Based on our internal data from 200+ rush jobs in 2024, orders with a Pantone reference have a 98% first-time approval rate. Orders relying on color names alone? 72%. That 26% gap represents an enormous amount of risk, especially when you're working against a deadline. Missing that deadline would have meant a $50,000 penalty clause—the cost of the event being without its centerpiece upholstery.

Now, let me address a common pushback. "But Pantone isn't cheap! It's a subscription, and it's more work." Granted, a Pantone Guide costs about $180. But compared to a $3,500 re-dye or a $50,000 penalty? It's a rounding error. That $180 is an insurance policy.

Calculating the real cost of a color mismatch:

  • Cost of re-dye: $1,500 - $3,500 (fabric, express shipping, labor)
  • Cost of missed deadline: $5,000 (rush fee for new fabric) up to $50,000 (lost contract)
  • Cost of reputation: Incalculable. Clients remember who missed the deadline.
  • Cost of Pantone Guide: $180. One-time investment.

The math is clear.

The Other Mistake: Polyester Shrinkage

Another trap in emergency orders is assuming fabric properties are uniform. A designer once asked me: "Is polyester shrinkable?" It's a reasonable question. The answer is: "It shouldn't, but don't bet on it."

According to industry standards, polyester typically shrinks less than 2% (Source: AATCC Test Method 135). But in a rush, if the fabric is a blend (like a 1920s-era bolster with a polyester-viscose mix), or if it's subjected to heat during bulkhead installation, that 2% could warp a pattern that was cut to exact dimensions. I took the gamble once—paid $800 in rush fees for a replacement—now our standard spec for any project involving a pattern match requires a pre-shrunk sample. That mistake cost us profit on three jobs.

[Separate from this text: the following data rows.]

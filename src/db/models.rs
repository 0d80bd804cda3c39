use chrono::{DateTime, Utc};
use serde::{Deserialize, Serialize};
use sqlx::FromRow;

/// Row of `users`. Never serialized to clients; see [`UserView`].
#[derive(Debug, Clone, PartialEq, FromRow)]
pub struct DbUser {
    pub id: i64,
    pub username: String,
    pub email: String,
    pub password_hash: String,
    pub role: String,
    pub created_at: DateTime<Utc>,
    pub updated_at: Option<DateTime<Utc>>,
}

/// Public user record.
#[derive(Debug, Clone, PartialEq, Serialize, Deserialize)]
#[serde(rename_all = "camelCase")]
pub struct UserView {
    pub id: i64,
    pub username: String,
    pub email: String,
    pub role: String,
    pub created_at: DateTime<Utc>,
    pub updated_at: Option<DateTime<Utc>>,
}

impl From<DbUser> for UserView {
    fn from(u: DbUser) -> Self {
        Self {
            id: u.id,
            username: u.username,
            email: u.email,
            role: u.role,
            created_at: u.created_at,
            updated_at: u.updated_at,
        }
    }
}

#[derive(Debug, Clone, PartialEq, Serialize, Deserialize, FromRow)]
#[serde(rename_all = "camelCase")]
pub struct DbFavorite {
    pub id: i64,
    #[serde(skip)]
    pub user_id: i64,
    pub name: String,
    pub country_code: String,
    pub state: Option<String>,
    pub latitude: f64,
    pub longitude: f64,
    pub is_default: bool,
    pub created_at: DateTime<Utc>,
}

/// Observation joined with its owning location.
#[derive(Debug, Clone, PartialEq, Serialize, Deserialize, FromRow)]
#[serde(rename_all = "camelCase")]
pub struct DbObservation {
    pub id: i64,
    pub location_id: i64,
    pub location_name: String,
    pub country_code: String,
    pub state: Option<String>,
    pub latitude: f64,
    pub longitude: f64,
    pub timezone: Option<String>,
    pub provider_city_id: Option<String>,
    pub temperature: f64,
    pub feels_like: f64,
    pub min_temperature: f64,
    pub max_temperature: f64,
    pub humidity: f64,
    pub wind_speed: f64,
    pub description: String,
    pub icon: String,
    pub observed_at: DateTime<Utc>,
    pub sunrise: Option<DateTime<Utc>>,
    pub sunset: Option<DateTime<Utc>>,
}
//! Maps provider payloads onto the stable forecast DTOs.
//!
//! 3-hourly data is expanded to hourly entries: every sample is repeated at t, t+1h and
//! t+2h, so clients always receive a 1-hour grid regardless of the upstream source.

use chrono::{DateTime, Duration, Utc};
use tracing::warn;

use crate::service::aggregator::{self, ThreeHourSample};
use crate::types::openweather::{
    Condition, CurrentPayload, ForecastEntry, ForecastListPayload, OneCallDaily, OneCallHourly,
};
use crate::types::{CurrentConditions, DailyForecastItem, HourlyForecastItem, ProviderResponse};

pub const DEFAULT_HOURS: usize = 24;
pub const DEFAULT_DAYS: usize = 7;
pub const MAX_DAYS: usize = 7;
const STEP_HOURS: i64 = 3;

/// Which array of a onecall payload a caller needs.
#[derive(Debug, Clone, Copy, PartialEq, Eq)]
pub enum Section {
    Hourly,
    Daily,
}

/// Whether the payload carries data for `section`. An empty onecall array means the
/// forecast-list endpoint should be consulted instead.
pub fn has_section(resp: &ProviderResponse, section: Section) -> bool {
    match (resp, section) {
        (ProviderResponse::OneCall(p), Section::Hourly) => !p.hourly.is_empty(),
        (ProviderResponse::OneCall(p), Section::Daily) => !p.daily.is_empty(),
        (ProviderResponse::ForecastList(p), _) => !p.list.is_empty(),
    }
}

pub fn clamp_hours(hours: Option<usize>) -> usize {
    hours.unwrap_or(DEFAULT_HOURS).max(1)
}

pub fn clamp_days(days: Option<usize>) -> usize {
    days.unwrap_or(DEFAULT_DAYS).clamp(1, MAX_DAYS)
}

fn from_epoch(secs: i64) -> Option<DateTime<Utc>> {
    let parsed = DateTime::from_timestamp(secs, 0);
    if parsed.is_none() {
        warn!(secs, "dropping provider timestamp outside the representable range");
    }
    parsed
}

fn headline(weather: &[Condition]) -> (String, String) {
    weather
        .first()
        .map(|c| (c.description.clone(), c.icon.clone()))
        .unwrap_or_default()
}

/// Hourly items in chronological order, at most `hours` of them. Entries without a
/// condition icon are dropped.
pub fn hourly(resp: ProviderResponse, hours: usize) -> Vec<HourlyForecastItem> {
    let mut items: Vec<HourlyForecastItem> = match resp {
        ProviderResponse::OneCall(p) => {
            let offset = p.timezone_offset;
            p.hourly
                .iter()
                .filter_map(|h| onecall_hour(h, offset))
                .collect()
        }
        ProviderResponse::ForecastList(p) => {
            let offset = p.city.timezone;
            p.list
                .iter()
                .flat_map(|entry| expand_step(entry, offset))
                .collect()
        }
    };
    items.sort_by_key(|i| i.time);
    items.truncate(hours);
    items
}

fn onecall_hour(h: &OneCallHourly, offset: i32) -> Option<HourlyForecastItem> {
    let (description, icon) = headline(&h.weather);
    if icon.is_empty() {
        return None;
    }
    Some(HourlyForecastItem {
        time: from_epoch(h.dt)?,
        temperature: h.temp,
        feels_like: h.feels_like,
        humidity: h.humidity,
        wind_speed: h.wind_speed,
        precipitation_probability: h.pop,
        description,
        icon,
        timezone_offset_seconds: offset,
    })
}

fn expand_step(entry: &ForecastEntry, offset: i32) -> Vec<HourlyForecastItem> {
    let Some(start) = from_epoch(entry.dt) else {
        return Vec::new();
    };
    let (description, icon) = headline(&entry.weather);
    if icon.is_empty() {
        return Vec::new();
    }
    (0..STEP_HOURS)
        .map(|h| HourlyForecastItem {
            time: start + Duration::hours(h),
            temperature: entry.main.temp,
            feels_like: entry.main.feels_like,
            humidity: entry.main.humidity,
            wind_speed: entry.wind.speed,
            precipitation_probability: entry.pop,
            description: description.clone(),
            icon: icon.clone(),
            timezone_offset_seconds: offset,
        })
        .collect()
}

/// Daily items sorted by local date, at most `days` of them.
pub fn daily(resp: ProviderResponse, days: usize) -> Vec<DailyForecastItem> {
    match resp {
        ProviderResponse::OneCall(p) => {
            let offset = p.timezone_offset;
            let mut items: Vec<DailyForecastItem> = p
                .daily
                .iter()
                .filter_map(|d| onecall_day(d, offset))
                .collect();
            items.sort_by_key(|d| d.date);
            items.truncate(days);
            items
        }
        ProviderResponse::ForecastList(p) => rollup_forecast_list(p, days),
    }
}

fn onecall_day(d: &OneCallDaily, offset: i32) -> Option<DailyForecastItem> {
    let (description, icon) = headline(&d.weather);
    Some(DailyForecastItem {
        date: aggregator::local_date(from_epoch(d.dt)?, offset),
        min_temperature: d.temp.min,
        max_temperature: d.temp.max,
        humidity: d.humidity,
        wind_speed: d.wind_speed,
        precipitation_probability: d.pop,
        sunrise: d.sunrise.and_then(from_epoch),
        sunset: d.sunset.and_then(from_epoch),
        description,
        icon,
        timezone_offset_seconds: offset,
    })
}

fn to_sample(entry: &ForecastEntry) -> Option<ThreeHourSample> {
    let (description, icon) = headline(&entry.weather);
    Some(ThreeHourSample {
        time: from_epoch(entry.dt)?,
        temperature: entry.main.temp,
        temp_min: entry.main.temp_min,
        temp_max: entry.main.temp_max,
        humidity: entry.main.humidity,
        wind_speed: entry.wind.speed,
        precipitation_probability: entry.pop,
        description,
        icon,
    })
}

fn rollup_forecast_list(p: ForecastListPayload, days: usize) -> Vec<DailyForecastItem> {
    let offset = p.city.timezone;
    let samples: Vec<ThreeHourSample> = p.list.iter().filter_map(to_sample).collect();
    let mut items = aggregator::daily_rollup(&samples, offset, days);

    // The city block only carries today's sun times; attach them to the matching day.
    let sunrise = p.city.sunrise.and_then(from_epoch);
    let sunset = p.city.sunset.and_then(from_epoch);
    if let Some(rise) = sunrise {
        let date = aggregator::local_date(rise, offset);
        if let Some(day) = items.iter_mut().find(|d| d.date == date) {
            day.sunrise = Some(rise);
            day.sunset = sunset;
        }
    }
    items
}

pub fn current(payload: CurrentPayload) -> Option<CurrentConditions> {
    let (description, icon) = headline(&payload.weather);
    Some(CurrentConditions {
        observed_at: from_epoch(payload.dt)?,
        location_name: payload.name,
        country_code: payload.sys.country,
        temperature: payload.main.temp,
        feels_like: payload.main.feels_like,
        min_temperature: payload.main.temp_min.unwrap_or(payload.main.temp),
        max_temperature: payload.main.temp_max.unwrap_or(payload.main.temp),
        humidity: payload.main.humidity,
        wind_speed: payload.wind.speed,
        description,
        icon,
        sunrise: payload.sys.sunrise.and_then(from_epoch),
        sunset: payload.sys.sunset.and_then(from_epoch),
        timezone_offset_seconds: payload.timezone,
    })
}

#[cfg(test)]
mod tests {
    use super::*;
    use chrono::NaiveDate;
    use serde_json::json;

    const BASE: i64 = 1_717_200_000; // 2024-06-01T00:00:00Z

    fn decode(v: serde_json::Value) -> ProviderResponse {
        ProviderResponse::from_slice(v.to_string().as_bytes()).unwrap()
    }

    fn onecall_with_hours(n: i64) -> ProviderResponse {
        let hourly: Vec<_> = (0..n)
            .map(|i| {
                json!({"dt": BASE + i * 3600, "temp": 20.0, "feels_like": 19.0,
                       "humidity": 50, "wind_speed": 3.0, "pop": 0.1,
                       "weather": [{"description": "clear sky", "icon": "01d"}]})
            })
            .collect();
        decode(json!({"timezone_offset": 3600, "hourly": hourly}))
    }

    fn forecast_list(n: i64, offset: i32) -> ProviderResponse {
        let list: Vec<_> = (0..n)
            .map(|i| {
                json!({"dt": BASE + i * 3 * 3600,
                       "main": {"temp": 10.0 + i as f64, "feels_like": 9.0,
                                "temp_min": 9.0 + i as f64, "temp_max": 11.0 + i as f64,
                                "humidity": 70},
                       "wind": {"speed": 2.0},
                       "weather": [{"description": "clouds", "icon": "03d"}]})
            })
            .collect();
        decode(json!({"list": list, "city": {"timezone": offset, "name": "Lisbon"}}))
    }

    #[test]
    fn hourly_clamps_to_available_onecall_data() {
        let items = hourly(onecall_with_hours(40), 100);
        assert_eq!(items.len(), 40);
        assert!(items.windows(2).all(|w| w[0].time < w[1].time));
        assert!(items.iter().all(|i| !i.icon.is_empty()));
        assert_eq!(items[0].timezone_offset_seconds, 3600);

        assert_eq!(hourly(onecall_with_hours(40), 24).len(), 24);
    }

    #[test]
    fn three_hour_steps_expand_to_hourly_grid() {
        let items = hourly(forecast_list(2, 0), 24);
        assert_eq!(items.len(), 6);
        assert_eq!(items[1].time - items[0].time, Duration::hours(1));
        assert_eq!(items[0].temperature, items[2].temperature);
        assert_ne!(items[2].temperature, items[3].temperature);
        assert_eq!(items[0].precipitation_probability, None);

        assert_eq!(hourly(forecast_list(2, 0), 4).len(), 4);
    }

    #[test]
    fn hourly_entries_without_icon_are_dropped() {
        let resp = decode(json!({
            "timezone_offset": 0,
            "hourly": [
                {"dt": BASE, "temp": 20.0, "feels_like": 19.0, "weather": []},
                {"dt": BASE + 3600, "temp": 21.0, "feels_like": 20.0,
                 "weather": [{"description": "clear sky", "icon": ""}]},
                {"dt": BASE + 7200, "temp": 22.0, "feels_like": 21.0,
                 "weather": [{"description": "clear sky", "icon": "01d"}]}
            ]
        }));
        let items = hourly(resp, 24);
        assert_eq!(items.len(), 1);
        assert_eq!(items[0].icon, "01d");

        let list = decode(json!({"list": [
            {"dt": BASE, "main": {"temp": 5.0, "feels_like": 4.0}, "weather": []}
        ]}));
        assert!(hourly(list, 24).is_empty());
    }

    #[test]
    fn onecall_daily_uses_local_date_and_keeps_optionals() {
        let resp = decode(json!({
            "timezone_offset": -18000,
            "daily": [
                {"dt": BASE + 17 * 3600, "temp": {"min": 1.0, "max": 9.0},
                 "humidity": 40, "wind_speed": 5.0, "sunrise": BASE + 10 * 3600,
                 "weather": [{"description": "rain", "icon": "10d"}]},
                {"dt": BASE + 41 * 3600, "temp": {"min": 2.0, "max": 8.0},
                 "humidity": 45, "wind_speed": 4.0, "pop": 0.6, "weather": []}
            ]
        }));
        let days = daily(resp, 1);
        assert_eq!(days.len(), 1);
        assert_eq!(days[0].date, NaiveDate::from_ymd_opt(2024, 6, 1).unwrap());
        assert!(days[0].sunrise.is_some());
        assert!(days[0].sunset.is_none());
        assert_eq!(days[0].precipitation_probability, None);
    }

    #[test]
    fn forecast_list_rolls_up_by_local_day() {
        // 40 samples over 5 days at UTC+9: the window straddles 6 local dates.
        let days = daily(forecast_list(40, 9 * 3600), 7);
        assert_eq!(days.len(), 6);
        assert!(days.windows(2).all(|w| w[0].date < w[1].date));
        assert_eq!(days[0].min_temperature, 9.0);
        assert!(days.iter().all(|d| d.timezone_offset_seconds == 9 * 3600));

        assert_eq!(daily(forecast_list(40, 0), 3).len(), 3);
    }

    #[test]
    fn section_probe_detects_empty_onecall() {
        let resp = decode(json!({"timezone_offset": 0, "hourly": [], "daily": []}));
        assert!(!has_section(&resp, Section::Hourly));
        assert!(has_section(&forecast_list(1, 0), Section::Daily));
    }

    #[test]
    fn hour_and_day_parameters_are_clamped() {
        assert_eq!(clamp_hours(None), 24);
        assert_eq!(clamp_hours(Some(0)), 1);
        assert_eq!(clamp_hours(Some(100)), 100);
        assert_eq!(clamp_days(Some(30)), 7);
        assert_eq!(clamp_days(Some(0)), 1);
    }
}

Looking Back: What I Should Have Known

If I could redo my first year in this role, I'd tell myself: "A color name is a wish. A Pantone code is a promise." At the time, I thought I was being efficient by skipping the color audit. I thought the client would appreciate the speed. Instead, I had to call them back and say, "The swatch you approved doesn't match the fabric we received." That's a conversation I've had too many times.

This was accurate as of Q4 2024. Dyeing and fabric markets change fast—especially with volatile costs for natural vs. synthetic dyes—so verify current Pantone cross-references and fabric availability before locking in a spec. Also, I learned this method for matching vintage upholstery fabric in particular; don't hold me to this process for technical textiles like black velvet formal dress fabric (which has completely different surface reflection and dye absorption properties).

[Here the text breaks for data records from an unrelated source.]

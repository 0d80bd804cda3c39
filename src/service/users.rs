use argon2::password_hash::rand_core::OsRng;
use argon2::password_hash::{PasswordHash, SaltString};
use argon2::{Argon2, PasswordHasher, PasswordVerifier};
use tracing::{info, warn};

use crate::db::{NewUser, UserChanges, UserView, UsersStorage};
use crate::error::StratusError;
use crate::types::{CreateUserRequest, UpdateUserRequest};

pub const DEFAULT_ROLE: &str = "User";

/// Account management and credential checks on top of [`UsersStorage`].
#[derive(Clone)]
pub struct UserService {
    storage: UsersStorage,
}

impl UserService {
    pub fn new(storage: UsersStorage) -> Self {
        Self { storage }
    }

    pub async fn create(&self, req: CreateUserRequest) -> Result<UserView, StratusError> {
        let username = validate_username(&req.username)?;
        let email = validate_email(&req.email)?;
        validate_password(&req.password)?;
        let role = match req.role.as_deref().map(str::trim) {
            Some(r) if !r.is_empty() => validate_role(r)?,
            _ => DEFAULT_ROLE.to_string(),
        };

        if self.storage.username_taken(&username).await? {
            return Err(StratusError::Conflict("username already exists".to_string()));
        }
        if self.storage.email_taken(&email).await? {
            return Err(StratusError::Conflict("email already exists".to_string()));
        }

        let password_hash = hash_password(req.password).await?;
        let user = self
            .storage
            .insert(NewUser {
                username,
                email,
                password_hash,
                role,
            })
            .await?;
        info!(user_id = user.id, role = %user.role, "user registered");
        Ok(user.into())
    }

    /// Resolve `identifier` as username or email and check the password. Unknown users
    /// and wrong passwords fail identically.
    pub async fn validate_credentials(
        &self,
        identifier: &str,
        password: &str,
    ) -> Result<UserView, StratusError> {
        let Some(user) = self.storage.find_by_login(identifier.trim()).await? else {
            return Err(StratusError::InvalidCredentials);
        };
        if !verify_password(password.to_string(), user.password_hash.clone()).await? {
            warn!(user_id = user.id, "password mismatch");
            return Err(StratusError::InvalidCredentials);
        }
        Ok(user.into())
    }

    pub async fn get(&self, id: i64) -> Result<UserView, StratusError> {
        self.storage
            .get_by_id(id)
            .await?
            .map(UserView::from)
            .ok_or_else(|| StratusError::NotFound("user".to_string()))
    }

    pub async fn update(&self, id: i64, req: UpdateUserRequest) -> Result<UserView, StratusError> {
        let mut changes = UserChanges {
            username: req.username.as_deref().map(validate_username).transpose()?,
            email: req.email.as_deref().map(validate_email).transpose()?,
            role: req.role.as_deref().map(validate_role).transpose()?,
            ..UserChanges::default()
        };
        if let Some(password) = req.password {
            validate_password(&password)?;
            changes.password_hash = Some(hash_password(password).await?);
        }

        let user = self
            .storage
            .update(id, changes)
            .await?
            .ok_or_else(|| StratusError::NotFound("user".to_string()))?;
        info!(user_id = id, "user updated");
        Ok(user.into())
    }

    pub async fn delete(&self, id: i64) -> Result<(), StratusError> {
        if !self.storage.delete(id).await? {
            return Err(StratusError::NotFound("user".to_string()));
        }
        info!(user_id = id, "user deleted");
        Ok(())
    }
}

fn validate_username(raw: &str) -> Result<String, StratusError> {
    let username = raw.trim();
    let len = username.chars().count();
    if !(3..=64).contains(&len) {
        return Err(StratusError::Validation(
            "username must be 3 to 64 characters".to_string(),
        ));
    }
    Ok(username.to_string())
}

fn validate_email(raw: &str) -> Result<String, StratusError> {
    let email = raw.trim();
    if email.is_empty() || email.len() > 256 || !email.contains('@') {
        return Err(StratusError::Validation("email is not valid".to_string()));
    }
    Ok(email.to_string())
}

fn validate_password(password: &str) -> Result<(), StratusError> {
    let len = password.chars().count();
    if !(6..=128).contains(&len) {
        return Err(StratusError::Validation(
            "password must be 6 to 128 characters".to_string(),
        ));
    }
    Ok(())
}

fn validate_role(raw: &str) -> Result<String, StratusError> {
    let role = raw.trim();
    if role.is_empty() || role.len() > 32 {
        return Err(StratusError::Validation(
            "role must be 1 to 32 characters".to_string(),
        ));
    }
    Ok(role.to_string())
}

// argon2 is CPU-bound; keep it off the async workers.
async fn hash_password(password: String) -> Result<String, StratusError> {
    tokio::task::spawn_blocking(move || {
        let salt = SaltString::generate(&mut OsRng);
        Argon2::default()
            .hash_password(password.as_bytes(), &salt)
            .map(|h| h.to_string())
            .map_err(|e| StratusError::PasswordHash(e.to_string()))
    })
    .await
    .map_err(|e| StratusError::Internal(format!("hashing task failed: {e}")))?
}

async fn verify_password(password: String, stored: String) -> Result<bool, StratusError> {
    tokio::task::spawn_blocking(move || -> Result<bool, StratusError> {
        let parsed =
            PasswordHash::new(&stored).map_err(|e| StratusError::PasswordHash(e.to_string()))?;
        Ok(Argon2::default()
            .verify_password(password.as_bytes(), &parsed)
            .is_ok())
    })
    .await
    .map_err(|e| StratusError::Internal(format!("verification task failed: {e}")))?
}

So, my final thought: Spec the value, not just the price. Spec the pantone, not just the name. It's the difference between a rush job you're proud of and a rush job you're paying for twice. The initial investment of 45 minutes and $180 can save you from a weekend of panic and a phone call no one wants to make.


Disclaimer: Pricing for Pantone guides and rush dye lot surcharges based on vendor quotes from Q4 2024; verify current rates. Fabric shrinkage data based on standard AATCC testing.